— Description of the task —
Each line of the data below that holds the word "tokio" is to be reported in full.

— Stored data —
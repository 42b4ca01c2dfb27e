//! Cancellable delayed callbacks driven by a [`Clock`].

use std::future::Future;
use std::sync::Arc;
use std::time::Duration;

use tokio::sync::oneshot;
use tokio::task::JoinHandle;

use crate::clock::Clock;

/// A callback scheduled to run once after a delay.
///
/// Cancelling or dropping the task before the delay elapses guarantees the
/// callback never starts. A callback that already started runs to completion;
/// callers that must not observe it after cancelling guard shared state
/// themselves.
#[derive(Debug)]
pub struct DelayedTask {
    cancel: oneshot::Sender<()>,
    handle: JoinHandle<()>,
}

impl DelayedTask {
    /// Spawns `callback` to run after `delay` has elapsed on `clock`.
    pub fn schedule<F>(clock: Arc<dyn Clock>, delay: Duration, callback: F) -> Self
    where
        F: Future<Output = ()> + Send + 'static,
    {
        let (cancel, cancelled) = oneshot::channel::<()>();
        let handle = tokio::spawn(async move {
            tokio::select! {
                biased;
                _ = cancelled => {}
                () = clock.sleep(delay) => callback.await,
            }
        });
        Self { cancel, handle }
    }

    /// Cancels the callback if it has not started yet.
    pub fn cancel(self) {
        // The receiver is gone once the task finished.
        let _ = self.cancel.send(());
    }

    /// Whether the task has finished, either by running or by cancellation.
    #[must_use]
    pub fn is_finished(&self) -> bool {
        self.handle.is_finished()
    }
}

— Response —
use tokio::sync::oneshot;
use tokio::task::JoinHandle;
        let handle = tokio::spawn(async move {
            tokio::select! {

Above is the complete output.